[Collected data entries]
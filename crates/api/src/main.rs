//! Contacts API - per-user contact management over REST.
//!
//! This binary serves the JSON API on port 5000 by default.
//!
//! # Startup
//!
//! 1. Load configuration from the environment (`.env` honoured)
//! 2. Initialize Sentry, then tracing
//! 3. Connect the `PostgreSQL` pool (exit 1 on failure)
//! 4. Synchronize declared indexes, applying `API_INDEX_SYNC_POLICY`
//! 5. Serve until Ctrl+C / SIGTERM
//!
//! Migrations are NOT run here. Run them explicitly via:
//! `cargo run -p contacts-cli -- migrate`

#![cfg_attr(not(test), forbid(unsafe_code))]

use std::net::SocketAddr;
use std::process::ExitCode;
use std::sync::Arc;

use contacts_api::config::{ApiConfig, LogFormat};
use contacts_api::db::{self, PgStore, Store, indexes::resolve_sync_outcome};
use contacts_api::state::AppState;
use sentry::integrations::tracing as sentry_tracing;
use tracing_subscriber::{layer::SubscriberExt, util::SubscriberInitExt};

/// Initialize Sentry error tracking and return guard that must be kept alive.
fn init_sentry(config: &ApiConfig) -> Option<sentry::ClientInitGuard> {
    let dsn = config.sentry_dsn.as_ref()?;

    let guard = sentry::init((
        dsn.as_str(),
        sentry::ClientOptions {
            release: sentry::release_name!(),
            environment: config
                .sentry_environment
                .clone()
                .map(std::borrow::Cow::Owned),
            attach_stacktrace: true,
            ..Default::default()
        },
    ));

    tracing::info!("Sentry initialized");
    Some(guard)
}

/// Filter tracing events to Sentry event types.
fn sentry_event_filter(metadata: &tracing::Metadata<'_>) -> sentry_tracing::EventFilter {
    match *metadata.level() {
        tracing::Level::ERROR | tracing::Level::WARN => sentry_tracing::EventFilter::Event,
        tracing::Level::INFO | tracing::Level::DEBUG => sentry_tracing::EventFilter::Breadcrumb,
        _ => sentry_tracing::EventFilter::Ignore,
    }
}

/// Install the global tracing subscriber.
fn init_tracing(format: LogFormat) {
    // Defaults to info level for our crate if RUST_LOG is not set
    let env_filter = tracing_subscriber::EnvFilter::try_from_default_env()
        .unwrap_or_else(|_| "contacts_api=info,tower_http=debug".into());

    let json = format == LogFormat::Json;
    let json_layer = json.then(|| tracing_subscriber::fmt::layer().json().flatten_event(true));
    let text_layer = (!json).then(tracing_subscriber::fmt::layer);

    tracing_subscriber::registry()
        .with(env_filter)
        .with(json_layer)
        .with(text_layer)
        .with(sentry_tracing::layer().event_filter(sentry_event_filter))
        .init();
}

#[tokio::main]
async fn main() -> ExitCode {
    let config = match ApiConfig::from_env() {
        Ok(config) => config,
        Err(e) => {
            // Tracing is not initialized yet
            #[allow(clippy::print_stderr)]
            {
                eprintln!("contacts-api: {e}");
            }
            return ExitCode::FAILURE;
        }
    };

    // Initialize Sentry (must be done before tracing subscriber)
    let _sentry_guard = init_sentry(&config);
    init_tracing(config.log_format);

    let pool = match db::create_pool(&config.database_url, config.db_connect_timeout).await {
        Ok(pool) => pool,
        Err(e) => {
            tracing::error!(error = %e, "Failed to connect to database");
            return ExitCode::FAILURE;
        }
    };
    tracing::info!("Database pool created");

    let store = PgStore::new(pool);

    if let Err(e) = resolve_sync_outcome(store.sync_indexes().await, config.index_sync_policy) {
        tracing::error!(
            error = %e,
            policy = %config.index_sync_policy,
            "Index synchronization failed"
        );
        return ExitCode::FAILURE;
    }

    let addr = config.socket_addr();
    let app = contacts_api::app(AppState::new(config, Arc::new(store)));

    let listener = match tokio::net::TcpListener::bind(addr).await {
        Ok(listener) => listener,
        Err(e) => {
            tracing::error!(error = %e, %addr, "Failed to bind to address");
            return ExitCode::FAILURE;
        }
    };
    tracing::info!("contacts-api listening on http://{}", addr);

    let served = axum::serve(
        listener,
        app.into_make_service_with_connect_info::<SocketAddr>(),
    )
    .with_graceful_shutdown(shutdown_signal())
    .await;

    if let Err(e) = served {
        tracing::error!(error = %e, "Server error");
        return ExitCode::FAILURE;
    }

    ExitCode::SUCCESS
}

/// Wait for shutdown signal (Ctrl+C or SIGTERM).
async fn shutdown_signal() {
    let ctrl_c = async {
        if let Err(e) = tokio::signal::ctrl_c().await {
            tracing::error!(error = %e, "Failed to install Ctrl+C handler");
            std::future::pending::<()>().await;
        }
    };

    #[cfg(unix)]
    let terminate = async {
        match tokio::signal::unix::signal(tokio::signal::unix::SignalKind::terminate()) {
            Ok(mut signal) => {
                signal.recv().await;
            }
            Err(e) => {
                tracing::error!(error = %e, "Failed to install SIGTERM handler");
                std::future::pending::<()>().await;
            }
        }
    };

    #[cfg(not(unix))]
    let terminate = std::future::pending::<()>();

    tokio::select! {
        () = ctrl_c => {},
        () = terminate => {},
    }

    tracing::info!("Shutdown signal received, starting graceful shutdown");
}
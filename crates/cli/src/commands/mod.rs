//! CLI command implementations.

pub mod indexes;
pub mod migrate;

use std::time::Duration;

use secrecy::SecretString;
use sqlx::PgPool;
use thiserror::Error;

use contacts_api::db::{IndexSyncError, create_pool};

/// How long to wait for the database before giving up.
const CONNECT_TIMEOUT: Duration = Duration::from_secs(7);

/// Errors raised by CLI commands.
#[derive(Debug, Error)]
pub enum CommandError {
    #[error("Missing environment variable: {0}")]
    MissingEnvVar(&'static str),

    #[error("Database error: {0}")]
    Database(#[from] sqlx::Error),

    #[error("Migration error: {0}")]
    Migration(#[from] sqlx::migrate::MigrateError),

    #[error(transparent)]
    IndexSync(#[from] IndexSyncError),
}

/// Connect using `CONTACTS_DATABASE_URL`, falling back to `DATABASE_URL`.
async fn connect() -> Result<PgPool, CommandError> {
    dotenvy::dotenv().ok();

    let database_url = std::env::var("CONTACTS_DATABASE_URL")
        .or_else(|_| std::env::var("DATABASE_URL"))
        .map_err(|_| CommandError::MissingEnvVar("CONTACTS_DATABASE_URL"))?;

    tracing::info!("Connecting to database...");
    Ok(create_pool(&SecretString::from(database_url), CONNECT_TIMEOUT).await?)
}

---

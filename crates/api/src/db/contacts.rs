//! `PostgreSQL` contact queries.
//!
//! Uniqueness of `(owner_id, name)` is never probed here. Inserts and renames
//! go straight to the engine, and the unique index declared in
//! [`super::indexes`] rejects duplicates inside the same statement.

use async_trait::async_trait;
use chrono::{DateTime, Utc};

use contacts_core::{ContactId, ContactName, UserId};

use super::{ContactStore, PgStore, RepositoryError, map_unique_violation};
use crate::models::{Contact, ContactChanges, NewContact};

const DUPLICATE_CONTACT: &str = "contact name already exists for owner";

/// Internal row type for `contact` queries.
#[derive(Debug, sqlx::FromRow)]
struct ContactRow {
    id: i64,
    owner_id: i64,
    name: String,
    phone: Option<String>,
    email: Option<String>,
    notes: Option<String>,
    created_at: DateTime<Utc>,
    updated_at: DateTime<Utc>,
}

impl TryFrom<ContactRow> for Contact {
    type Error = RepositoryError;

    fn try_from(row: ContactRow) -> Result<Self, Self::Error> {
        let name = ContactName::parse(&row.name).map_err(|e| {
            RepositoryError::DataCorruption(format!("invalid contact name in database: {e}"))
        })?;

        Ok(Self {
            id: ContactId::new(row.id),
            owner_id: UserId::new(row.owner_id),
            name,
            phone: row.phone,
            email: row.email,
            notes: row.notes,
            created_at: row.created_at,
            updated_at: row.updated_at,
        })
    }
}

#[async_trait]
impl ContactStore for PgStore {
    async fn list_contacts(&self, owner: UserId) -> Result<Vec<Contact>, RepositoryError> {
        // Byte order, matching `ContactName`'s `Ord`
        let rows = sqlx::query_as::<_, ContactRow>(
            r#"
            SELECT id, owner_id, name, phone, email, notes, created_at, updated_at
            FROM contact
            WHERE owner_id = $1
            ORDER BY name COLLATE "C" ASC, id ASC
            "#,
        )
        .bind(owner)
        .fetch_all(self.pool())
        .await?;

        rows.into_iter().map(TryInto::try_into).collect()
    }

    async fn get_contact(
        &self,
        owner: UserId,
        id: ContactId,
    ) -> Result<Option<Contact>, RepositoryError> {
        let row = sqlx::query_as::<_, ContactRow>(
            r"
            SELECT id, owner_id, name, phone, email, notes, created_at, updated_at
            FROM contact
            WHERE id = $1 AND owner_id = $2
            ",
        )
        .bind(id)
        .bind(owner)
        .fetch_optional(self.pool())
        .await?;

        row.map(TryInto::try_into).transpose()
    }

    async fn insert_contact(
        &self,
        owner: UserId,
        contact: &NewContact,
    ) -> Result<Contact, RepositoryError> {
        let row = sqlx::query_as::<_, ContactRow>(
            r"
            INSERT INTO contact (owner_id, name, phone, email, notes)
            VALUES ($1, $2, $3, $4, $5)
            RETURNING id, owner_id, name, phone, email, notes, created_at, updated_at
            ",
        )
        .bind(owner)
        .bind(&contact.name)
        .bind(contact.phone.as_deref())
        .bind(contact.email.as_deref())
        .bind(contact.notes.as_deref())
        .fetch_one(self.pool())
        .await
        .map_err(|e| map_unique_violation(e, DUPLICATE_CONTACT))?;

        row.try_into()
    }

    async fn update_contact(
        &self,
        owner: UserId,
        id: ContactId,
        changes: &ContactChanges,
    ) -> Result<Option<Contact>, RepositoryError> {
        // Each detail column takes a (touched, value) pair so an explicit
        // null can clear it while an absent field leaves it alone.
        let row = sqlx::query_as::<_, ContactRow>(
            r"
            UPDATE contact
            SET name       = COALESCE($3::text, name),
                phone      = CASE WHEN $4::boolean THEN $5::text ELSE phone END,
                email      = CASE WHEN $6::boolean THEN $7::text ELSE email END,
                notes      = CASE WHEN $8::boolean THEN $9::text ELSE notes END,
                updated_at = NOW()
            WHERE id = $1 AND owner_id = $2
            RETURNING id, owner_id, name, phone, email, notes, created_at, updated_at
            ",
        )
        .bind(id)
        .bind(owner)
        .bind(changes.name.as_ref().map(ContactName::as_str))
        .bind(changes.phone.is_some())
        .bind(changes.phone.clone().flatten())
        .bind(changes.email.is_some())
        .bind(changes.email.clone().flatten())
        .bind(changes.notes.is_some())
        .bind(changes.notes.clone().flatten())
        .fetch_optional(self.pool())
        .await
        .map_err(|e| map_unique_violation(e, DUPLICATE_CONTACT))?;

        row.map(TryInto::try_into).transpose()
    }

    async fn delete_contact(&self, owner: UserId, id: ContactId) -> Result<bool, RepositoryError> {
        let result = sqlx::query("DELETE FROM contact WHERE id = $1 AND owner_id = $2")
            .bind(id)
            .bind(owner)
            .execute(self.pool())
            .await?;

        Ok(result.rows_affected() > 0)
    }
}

**EXERCISE AIM**
Filter the entries above down to the lines that contain the word "CASE".

**EXERCISE RESPONSE**
                phone      = CASE WHEN $4::boolean THEN $5::text ELSE phone END,
                email      = CASE WHEN $6::boolean THEN $7::text ELSE email END,
                notes      = CASE WHEN $8::boolean THEN $9::text ELSE notes END,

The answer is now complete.